### GOAL OF THE EXERCISE
Your task is to count the lines of the records that contain "PoolData". Answer with the number and nothing else.

### GIVEN INFORMATION
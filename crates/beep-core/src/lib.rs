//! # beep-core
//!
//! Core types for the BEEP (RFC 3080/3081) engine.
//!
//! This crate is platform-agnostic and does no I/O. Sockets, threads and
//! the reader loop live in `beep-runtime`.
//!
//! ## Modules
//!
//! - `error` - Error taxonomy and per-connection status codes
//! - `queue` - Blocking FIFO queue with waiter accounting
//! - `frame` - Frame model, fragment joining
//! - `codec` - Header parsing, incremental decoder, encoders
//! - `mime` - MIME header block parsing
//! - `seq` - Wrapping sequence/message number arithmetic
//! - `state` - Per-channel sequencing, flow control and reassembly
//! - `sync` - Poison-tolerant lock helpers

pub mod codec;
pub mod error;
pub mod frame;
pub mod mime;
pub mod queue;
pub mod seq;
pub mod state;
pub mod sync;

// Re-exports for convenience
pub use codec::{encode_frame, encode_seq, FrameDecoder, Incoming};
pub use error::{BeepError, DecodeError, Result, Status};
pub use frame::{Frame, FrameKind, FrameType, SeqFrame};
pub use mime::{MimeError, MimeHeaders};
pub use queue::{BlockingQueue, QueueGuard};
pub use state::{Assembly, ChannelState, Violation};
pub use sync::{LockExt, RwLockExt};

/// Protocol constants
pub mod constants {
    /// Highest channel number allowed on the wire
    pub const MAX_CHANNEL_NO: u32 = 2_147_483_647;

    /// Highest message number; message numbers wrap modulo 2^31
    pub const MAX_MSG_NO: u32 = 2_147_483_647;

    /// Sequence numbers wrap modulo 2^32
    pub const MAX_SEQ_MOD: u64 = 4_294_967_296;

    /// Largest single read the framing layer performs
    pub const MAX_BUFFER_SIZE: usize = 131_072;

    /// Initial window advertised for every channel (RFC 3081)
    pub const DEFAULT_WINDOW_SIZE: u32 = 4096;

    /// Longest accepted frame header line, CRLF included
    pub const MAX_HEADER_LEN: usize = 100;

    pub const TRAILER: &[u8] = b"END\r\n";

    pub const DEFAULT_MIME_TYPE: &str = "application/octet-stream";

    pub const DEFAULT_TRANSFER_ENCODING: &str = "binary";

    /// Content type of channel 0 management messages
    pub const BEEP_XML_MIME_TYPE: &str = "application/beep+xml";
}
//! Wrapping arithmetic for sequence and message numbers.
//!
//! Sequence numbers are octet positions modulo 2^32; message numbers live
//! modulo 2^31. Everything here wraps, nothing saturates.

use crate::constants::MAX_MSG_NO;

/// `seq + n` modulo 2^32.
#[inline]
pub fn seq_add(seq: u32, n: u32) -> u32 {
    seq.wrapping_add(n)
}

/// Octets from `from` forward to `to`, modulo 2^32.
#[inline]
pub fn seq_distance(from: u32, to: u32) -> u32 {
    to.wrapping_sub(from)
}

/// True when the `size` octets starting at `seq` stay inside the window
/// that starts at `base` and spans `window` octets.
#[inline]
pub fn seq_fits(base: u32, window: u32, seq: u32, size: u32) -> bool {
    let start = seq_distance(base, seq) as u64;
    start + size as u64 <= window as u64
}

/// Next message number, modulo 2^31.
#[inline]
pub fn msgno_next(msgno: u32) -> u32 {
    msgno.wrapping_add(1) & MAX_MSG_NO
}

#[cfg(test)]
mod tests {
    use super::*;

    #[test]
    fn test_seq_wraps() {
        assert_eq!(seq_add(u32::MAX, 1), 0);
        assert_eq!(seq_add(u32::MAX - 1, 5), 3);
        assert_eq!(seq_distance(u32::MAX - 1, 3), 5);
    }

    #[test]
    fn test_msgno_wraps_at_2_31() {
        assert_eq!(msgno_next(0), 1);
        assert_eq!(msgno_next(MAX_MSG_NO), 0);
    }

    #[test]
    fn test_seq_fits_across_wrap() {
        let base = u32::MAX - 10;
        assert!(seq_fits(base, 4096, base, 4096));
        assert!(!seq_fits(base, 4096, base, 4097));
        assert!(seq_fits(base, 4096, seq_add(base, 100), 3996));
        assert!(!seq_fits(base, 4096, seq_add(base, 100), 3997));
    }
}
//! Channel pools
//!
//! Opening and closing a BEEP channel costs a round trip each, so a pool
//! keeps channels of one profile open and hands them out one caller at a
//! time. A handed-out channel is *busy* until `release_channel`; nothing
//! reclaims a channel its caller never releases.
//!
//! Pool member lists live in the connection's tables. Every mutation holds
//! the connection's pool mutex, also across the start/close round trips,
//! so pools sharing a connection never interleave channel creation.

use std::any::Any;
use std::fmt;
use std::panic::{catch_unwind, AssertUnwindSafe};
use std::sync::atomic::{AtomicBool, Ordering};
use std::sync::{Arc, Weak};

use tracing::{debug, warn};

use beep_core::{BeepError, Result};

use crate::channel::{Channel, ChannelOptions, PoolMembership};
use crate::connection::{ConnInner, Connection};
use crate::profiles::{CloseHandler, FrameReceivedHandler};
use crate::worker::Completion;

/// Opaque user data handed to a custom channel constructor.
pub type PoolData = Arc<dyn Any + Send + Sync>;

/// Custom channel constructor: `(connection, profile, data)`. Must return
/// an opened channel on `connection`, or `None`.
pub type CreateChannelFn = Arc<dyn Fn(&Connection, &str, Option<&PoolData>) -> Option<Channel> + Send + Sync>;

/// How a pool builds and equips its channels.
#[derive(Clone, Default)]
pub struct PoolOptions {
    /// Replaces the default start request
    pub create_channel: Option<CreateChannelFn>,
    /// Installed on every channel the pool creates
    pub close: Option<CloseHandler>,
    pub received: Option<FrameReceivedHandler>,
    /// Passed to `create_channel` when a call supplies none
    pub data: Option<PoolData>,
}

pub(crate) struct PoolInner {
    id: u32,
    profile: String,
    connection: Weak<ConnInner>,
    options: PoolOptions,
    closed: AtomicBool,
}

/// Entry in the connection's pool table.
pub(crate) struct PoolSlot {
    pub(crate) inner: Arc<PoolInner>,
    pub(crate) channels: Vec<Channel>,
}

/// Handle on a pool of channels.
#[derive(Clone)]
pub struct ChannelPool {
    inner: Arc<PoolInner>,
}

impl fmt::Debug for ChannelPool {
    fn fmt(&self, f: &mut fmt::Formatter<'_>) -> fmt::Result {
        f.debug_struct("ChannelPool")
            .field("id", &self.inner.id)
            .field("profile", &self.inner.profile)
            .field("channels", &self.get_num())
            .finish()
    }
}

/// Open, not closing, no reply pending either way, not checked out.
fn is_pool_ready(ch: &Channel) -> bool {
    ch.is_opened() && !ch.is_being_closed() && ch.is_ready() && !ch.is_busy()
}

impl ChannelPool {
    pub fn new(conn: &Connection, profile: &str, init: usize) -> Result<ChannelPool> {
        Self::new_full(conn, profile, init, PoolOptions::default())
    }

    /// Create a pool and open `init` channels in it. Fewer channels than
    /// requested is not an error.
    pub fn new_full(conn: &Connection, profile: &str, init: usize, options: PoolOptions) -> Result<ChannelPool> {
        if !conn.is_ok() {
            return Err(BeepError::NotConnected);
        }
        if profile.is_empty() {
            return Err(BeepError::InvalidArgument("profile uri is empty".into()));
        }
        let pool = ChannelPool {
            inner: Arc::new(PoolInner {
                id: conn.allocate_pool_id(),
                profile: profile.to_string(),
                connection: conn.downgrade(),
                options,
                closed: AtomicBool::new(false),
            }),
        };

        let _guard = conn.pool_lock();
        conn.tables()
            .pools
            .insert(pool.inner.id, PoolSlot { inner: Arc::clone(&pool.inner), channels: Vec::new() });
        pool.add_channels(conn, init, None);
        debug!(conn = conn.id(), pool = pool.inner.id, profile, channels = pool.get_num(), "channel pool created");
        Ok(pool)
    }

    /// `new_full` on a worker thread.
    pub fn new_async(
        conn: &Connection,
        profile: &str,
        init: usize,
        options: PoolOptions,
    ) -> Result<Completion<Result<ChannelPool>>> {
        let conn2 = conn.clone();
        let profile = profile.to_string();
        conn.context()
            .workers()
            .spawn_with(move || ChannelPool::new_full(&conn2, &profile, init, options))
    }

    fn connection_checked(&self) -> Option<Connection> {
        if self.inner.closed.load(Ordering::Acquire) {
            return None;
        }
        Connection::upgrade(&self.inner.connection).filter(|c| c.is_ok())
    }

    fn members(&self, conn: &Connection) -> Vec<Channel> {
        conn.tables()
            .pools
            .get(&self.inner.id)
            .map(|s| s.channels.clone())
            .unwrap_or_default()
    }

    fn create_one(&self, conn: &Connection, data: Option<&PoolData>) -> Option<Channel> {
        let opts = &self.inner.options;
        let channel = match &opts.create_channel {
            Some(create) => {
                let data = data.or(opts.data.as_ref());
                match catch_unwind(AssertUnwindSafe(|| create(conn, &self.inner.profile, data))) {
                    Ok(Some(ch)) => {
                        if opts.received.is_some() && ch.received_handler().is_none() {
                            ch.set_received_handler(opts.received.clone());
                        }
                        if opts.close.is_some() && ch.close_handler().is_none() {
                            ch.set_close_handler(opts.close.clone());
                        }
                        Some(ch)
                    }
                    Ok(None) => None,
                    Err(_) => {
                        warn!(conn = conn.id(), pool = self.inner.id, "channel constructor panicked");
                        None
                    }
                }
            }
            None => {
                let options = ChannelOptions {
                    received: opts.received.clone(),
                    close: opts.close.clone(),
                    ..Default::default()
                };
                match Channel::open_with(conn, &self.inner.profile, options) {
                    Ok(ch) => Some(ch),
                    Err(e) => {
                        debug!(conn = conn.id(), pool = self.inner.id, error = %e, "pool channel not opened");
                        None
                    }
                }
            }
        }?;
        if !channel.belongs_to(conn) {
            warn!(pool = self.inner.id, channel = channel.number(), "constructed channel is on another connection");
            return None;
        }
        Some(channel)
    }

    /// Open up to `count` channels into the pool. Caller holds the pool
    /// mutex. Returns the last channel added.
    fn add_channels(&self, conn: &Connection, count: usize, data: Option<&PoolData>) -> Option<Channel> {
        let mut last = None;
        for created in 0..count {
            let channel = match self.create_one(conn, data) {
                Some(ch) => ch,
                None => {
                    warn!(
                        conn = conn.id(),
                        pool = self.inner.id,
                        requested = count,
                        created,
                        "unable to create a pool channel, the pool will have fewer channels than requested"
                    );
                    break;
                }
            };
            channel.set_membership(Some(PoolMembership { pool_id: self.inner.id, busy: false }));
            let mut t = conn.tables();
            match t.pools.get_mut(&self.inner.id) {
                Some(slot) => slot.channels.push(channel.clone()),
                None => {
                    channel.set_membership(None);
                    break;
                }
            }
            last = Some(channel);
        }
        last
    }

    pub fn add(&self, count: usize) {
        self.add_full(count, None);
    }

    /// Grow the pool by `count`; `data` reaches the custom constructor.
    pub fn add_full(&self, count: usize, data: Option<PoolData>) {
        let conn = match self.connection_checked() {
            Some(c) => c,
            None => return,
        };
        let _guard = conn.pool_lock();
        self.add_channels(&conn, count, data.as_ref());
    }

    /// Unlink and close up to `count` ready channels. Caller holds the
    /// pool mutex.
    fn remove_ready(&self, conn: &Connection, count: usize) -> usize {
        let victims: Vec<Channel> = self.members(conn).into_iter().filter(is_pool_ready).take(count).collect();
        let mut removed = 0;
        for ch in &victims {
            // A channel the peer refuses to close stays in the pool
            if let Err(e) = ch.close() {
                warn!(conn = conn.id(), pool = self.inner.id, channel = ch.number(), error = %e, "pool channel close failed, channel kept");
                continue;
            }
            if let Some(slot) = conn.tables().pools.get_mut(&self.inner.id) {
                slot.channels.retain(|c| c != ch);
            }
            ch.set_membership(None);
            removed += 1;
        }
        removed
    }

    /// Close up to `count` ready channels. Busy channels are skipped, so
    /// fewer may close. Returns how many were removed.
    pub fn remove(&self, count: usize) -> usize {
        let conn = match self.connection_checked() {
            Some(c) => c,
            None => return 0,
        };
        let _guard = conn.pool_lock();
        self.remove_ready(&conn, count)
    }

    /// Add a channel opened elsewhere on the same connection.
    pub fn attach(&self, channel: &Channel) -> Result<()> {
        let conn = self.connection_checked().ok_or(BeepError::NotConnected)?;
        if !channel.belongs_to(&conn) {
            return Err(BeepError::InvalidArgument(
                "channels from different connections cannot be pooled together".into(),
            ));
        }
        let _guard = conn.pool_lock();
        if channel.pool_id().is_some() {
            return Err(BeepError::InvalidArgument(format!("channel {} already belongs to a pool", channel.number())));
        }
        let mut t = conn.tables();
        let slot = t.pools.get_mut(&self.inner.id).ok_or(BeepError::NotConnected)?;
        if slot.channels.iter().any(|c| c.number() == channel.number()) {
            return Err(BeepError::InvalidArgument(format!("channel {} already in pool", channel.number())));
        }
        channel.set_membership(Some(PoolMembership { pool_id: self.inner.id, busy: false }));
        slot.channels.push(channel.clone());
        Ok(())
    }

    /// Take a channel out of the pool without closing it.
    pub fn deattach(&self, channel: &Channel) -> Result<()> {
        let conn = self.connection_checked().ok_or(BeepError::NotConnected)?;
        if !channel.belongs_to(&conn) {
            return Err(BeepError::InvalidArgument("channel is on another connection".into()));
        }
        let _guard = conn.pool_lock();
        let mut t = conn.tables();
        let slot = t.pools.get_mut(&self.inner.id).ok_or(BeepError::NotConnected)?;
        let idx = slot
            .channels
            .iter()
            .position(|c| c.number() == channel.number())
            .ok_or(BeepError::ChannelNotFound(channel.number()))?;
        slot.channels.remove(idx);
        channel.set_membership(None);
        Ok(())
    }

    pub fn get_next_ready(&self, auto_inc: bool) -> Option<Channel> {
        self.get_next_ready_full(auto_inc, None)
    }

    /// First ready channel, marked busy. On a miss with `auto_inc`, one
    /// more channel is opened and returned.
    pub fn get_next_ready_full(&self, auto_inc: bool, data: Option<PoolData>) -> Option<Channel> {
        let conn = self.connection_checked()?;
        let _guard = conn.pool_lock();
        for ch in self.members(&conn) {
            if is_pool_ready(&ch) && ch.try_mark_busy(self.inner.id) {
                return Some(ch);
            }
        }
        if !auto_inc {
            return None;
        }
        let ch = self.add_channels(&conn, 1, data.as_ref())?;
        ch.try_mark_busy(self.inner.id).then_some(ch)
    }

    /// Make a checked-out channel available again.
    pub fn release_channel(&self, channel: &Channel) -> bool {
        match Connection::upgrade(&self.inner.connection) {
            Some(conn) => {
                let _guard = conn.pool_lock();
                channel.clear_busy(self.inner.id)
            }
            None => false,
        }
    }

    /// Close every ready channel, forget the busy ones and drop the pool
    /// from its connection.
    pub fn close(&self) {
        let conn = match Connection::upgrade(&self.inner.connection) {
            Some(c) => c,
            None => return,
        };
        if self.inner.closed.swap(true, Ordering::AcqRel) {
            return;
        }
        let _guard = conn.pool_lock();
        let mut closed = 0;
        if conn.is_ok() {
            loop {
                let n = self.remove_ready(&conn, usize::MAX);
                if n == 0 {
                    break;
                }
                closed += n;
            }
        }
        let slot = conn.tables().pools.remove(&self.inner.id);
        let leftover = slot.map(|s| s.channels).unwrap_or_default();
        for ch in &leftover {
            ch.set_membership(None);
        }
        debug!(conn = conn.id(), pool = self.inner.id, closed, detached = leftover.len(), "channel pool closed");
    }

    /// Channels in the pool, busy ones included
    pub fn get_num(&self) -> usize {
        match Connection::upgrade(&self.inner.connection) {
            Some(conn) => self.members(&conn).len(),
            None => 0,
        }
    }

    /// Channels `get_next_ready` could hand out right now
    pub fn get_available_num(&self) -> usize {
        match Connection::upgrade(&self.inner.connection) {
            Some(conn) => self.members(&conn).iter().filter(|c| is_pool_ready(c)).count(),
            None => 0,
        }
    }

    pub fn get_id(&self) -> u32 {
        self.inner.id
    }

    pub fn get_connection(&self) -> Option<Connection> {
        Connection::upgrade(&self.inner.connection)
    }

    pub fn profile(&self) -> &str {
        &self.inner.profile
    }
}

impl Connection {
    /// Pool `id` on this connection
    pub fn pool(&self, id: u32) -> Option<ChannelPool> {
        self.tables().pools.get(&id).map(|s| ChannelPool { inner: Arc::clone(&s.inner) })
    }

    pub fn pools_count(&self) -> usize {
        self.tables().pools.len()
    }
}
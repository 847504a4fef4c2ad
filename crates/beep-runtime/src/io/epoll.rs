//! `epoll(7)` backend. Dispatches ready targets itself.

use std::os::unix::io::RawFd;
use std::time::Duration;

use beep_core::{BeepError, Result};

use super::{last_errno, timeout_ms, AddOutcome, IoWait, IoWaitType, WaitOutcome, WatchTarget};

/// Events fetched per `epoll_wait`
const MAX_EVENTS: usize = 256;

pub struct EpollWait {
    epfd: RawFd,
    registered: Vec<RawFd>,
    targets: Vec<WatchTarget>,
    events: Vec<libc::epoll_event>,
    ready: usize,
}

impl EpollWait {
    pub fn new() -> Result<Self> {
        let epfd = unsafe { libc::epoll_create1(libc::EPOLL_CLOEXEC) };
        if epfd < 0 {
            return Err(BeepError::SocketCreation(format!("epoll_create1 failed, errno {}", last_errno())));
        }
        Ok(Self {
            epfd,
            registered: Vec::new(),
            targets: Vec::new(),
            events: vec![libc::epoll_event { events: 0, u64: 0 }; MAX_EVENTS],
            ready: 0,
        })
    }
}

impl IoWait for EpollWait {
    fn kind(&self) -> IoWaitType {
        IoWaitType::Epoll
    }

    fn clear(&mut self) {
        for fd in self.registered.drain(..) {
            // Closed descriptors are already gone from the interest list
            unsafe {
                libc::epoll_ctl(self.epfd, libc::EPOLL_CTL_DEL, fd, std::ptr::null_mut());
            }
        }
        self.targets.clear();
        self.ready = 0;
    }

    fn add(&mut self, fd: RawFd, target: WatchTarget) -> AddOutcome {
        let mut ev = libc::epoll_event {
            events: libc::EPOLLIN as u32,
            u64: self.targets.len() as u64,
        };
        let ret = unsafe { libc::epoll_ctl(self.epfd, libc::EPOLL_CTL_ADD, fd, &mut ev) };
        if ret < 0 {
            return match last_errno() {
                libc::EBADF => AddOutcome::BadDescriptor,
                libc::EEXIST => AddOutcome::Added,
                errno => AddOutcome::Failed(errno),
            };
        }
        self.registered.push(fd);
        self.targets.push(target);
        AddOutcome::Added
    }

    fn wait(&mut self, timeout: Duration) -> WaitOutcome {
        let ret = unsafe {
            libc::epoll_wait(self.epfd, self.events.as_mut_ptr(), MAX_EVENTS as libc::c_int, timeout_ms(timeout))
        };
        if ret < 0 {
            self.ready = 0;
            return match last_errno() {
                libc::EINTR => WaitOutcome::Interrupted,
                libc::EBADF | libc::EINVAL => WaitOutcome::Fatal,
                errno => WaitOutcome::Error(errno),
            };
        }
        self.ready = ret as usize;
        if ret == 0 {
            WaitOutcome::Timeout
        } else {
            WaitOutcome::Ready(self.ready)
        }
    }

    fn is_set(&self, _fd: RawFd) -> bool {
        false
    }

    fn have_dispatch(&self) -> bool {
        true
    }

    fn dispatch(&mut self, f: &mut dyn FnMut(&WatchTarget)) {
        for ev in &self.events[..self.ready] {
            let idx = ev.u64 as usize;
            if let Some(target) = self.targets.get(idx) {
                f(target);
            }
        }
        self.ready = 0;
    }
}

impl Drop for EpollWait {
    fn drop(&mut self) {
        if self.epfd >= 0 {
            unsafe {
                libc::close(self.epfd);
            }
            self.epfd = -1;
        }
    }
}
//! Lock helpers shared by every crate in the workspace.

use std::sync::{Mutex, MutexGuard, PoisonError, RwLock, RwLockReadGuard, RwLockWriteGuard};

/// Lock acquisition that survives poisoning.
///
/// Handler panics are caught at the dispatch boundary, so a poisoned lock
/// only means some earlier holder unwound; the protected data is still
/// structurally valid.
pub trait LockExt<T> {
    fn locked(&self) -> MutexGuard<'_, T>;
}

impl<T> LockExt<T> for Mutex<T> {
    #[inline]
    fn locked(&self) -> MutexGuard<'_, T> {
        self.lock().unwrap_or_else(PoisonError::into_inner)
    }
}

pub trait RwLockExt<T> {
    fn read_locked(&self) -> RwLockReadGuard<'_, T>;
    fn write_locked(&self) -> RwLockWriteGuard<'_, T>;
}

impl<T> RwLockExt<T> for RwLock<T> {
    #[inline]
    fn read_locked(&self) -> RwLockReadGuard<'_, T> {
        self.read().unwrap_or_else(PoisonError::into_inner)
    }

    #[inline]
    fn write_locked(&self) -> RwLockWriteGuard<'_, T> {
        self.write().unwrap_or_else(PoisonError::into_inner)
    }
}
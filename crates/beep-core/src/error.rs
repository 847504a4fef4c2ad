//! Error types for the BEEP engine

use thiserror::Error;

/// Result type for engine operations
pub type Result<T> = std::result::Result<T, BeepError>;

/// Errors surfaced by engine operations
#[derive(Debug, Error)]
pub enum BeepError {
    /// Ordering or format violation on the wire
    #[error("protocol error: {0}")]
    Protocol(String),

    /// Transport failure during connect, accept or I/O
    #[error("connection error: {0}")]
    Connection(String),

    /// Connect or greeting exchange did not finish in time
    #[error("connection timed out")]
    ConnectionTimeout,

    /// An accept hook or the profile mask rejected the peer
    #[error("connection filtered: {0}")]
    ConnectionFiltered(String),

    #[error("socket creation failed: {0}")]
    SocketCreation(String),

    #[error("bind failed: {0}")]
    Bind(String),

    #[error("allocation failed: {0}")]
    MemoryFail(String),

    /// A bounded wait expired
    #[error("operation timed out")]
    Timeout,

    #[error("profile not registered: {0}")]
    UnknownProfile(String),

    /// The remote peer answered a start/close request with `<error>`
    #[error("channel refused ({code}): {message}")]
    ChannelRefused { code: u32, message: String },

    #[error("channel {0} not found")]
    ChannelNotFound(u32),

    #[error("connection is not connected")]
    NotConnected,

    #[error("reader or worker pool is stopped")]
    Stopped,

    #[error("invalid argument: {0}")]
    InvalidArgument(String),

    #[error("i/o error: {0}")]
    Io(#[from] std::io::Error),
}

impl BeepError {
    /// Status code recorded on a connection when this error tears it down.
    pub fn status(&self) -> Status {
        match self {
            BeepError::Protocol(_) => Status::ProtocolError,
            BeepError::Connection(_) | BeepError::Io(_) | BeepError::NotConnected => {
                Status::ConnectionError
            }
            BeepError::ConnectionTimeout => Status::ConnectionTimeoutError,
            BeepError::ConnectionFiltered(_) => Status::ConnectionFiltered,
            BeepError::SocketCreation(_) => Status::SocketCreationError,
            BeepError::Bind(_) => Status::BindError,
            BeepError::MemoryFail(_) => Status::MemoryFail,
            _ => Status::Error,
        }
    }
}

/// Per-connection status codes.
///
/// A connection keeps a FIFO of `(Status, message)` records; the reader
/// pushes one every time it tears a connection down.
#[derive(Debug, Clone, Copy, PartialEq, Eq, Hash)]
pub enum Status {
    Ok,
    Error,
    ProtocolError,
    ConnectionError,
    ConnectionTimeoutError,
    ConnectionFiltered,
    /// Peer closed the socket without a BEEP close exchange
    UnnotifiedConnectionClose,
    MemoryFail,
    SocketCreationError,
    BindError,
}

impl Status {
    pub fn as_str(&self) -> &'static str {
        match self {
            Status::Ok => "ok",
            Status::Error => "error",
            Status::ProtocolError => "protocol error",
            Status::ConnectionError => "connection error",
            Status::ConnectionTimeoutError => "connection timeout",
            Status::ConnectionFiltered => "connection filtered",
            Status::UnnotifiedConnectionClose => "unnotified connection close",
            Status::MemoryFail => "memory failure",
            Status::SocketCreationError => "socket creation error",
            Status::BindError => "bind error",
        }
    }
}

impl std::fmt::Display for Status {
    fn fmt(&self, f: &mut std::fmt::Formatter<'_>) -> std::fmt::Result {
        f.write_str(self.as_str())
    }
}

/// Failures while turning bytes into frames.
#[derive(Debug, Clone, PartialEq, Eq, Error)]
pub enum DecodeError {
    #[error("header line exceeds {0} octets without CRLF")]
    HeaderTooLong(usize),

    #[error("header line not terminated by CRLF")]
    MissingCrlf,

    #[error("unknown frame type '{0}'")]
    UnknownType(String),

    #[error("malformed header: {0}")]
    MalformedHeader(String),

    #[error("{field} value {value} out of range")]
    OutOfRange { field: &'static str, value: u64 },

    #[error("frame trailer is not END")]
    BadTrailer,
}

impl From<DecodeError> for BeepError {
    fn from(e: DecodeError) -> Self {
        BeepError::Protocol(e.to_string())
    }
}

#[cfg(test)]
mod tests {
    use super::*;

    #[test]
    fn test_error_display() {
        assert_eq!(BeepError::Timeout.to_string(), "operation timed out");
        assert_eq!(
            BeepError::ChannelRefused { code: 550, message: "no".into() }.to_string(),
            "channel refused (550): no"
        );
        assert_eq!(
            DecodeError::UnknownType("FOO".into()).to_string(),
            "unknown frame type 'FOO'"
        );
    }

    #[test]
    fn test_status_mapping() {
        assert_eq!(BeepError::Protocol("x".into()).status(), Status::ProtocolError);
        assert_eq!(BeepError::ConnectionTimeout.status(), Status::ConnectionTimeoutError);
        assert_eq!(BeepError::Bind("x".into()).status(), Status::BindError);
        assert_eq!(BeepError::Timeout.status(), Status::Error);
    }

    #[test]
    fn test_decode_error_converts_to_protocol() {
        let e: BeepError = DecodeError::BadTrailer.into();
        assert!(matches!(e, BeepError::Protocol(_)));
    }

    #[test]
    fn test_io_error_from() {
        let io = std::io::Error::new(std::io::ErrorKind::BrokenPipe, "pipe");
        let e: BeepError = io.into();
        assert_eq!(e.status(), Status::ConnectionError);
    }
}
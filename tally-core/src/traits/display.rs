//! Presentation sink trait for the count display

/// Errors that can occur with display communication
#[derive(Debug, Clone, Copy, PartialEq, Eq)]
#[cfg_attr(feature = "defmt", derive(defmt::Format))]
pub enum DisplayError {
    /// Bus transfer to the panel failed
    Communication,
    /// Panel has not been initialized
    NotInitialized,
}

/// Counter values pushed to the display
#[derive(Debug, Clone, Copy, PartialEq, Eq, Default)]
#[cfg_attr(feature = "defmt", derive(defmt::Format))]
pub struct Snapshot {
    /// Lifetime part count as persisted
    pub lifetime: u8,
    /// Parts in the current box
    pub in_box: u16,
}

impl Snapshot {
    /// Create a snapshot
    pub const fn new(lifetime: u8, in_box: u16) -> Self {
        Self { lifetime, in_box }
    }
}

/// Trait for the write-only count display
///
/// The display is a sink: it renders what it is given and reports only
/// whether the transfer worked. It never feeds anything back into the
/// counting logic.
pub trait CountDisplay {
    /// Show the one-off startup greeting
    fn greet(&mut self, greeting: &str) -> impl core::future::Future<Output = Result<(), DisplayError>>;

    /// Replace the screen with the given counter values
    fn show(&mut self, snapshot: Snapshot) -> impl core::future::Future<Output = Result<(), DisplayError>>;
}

### WRITTEN ANSWER
7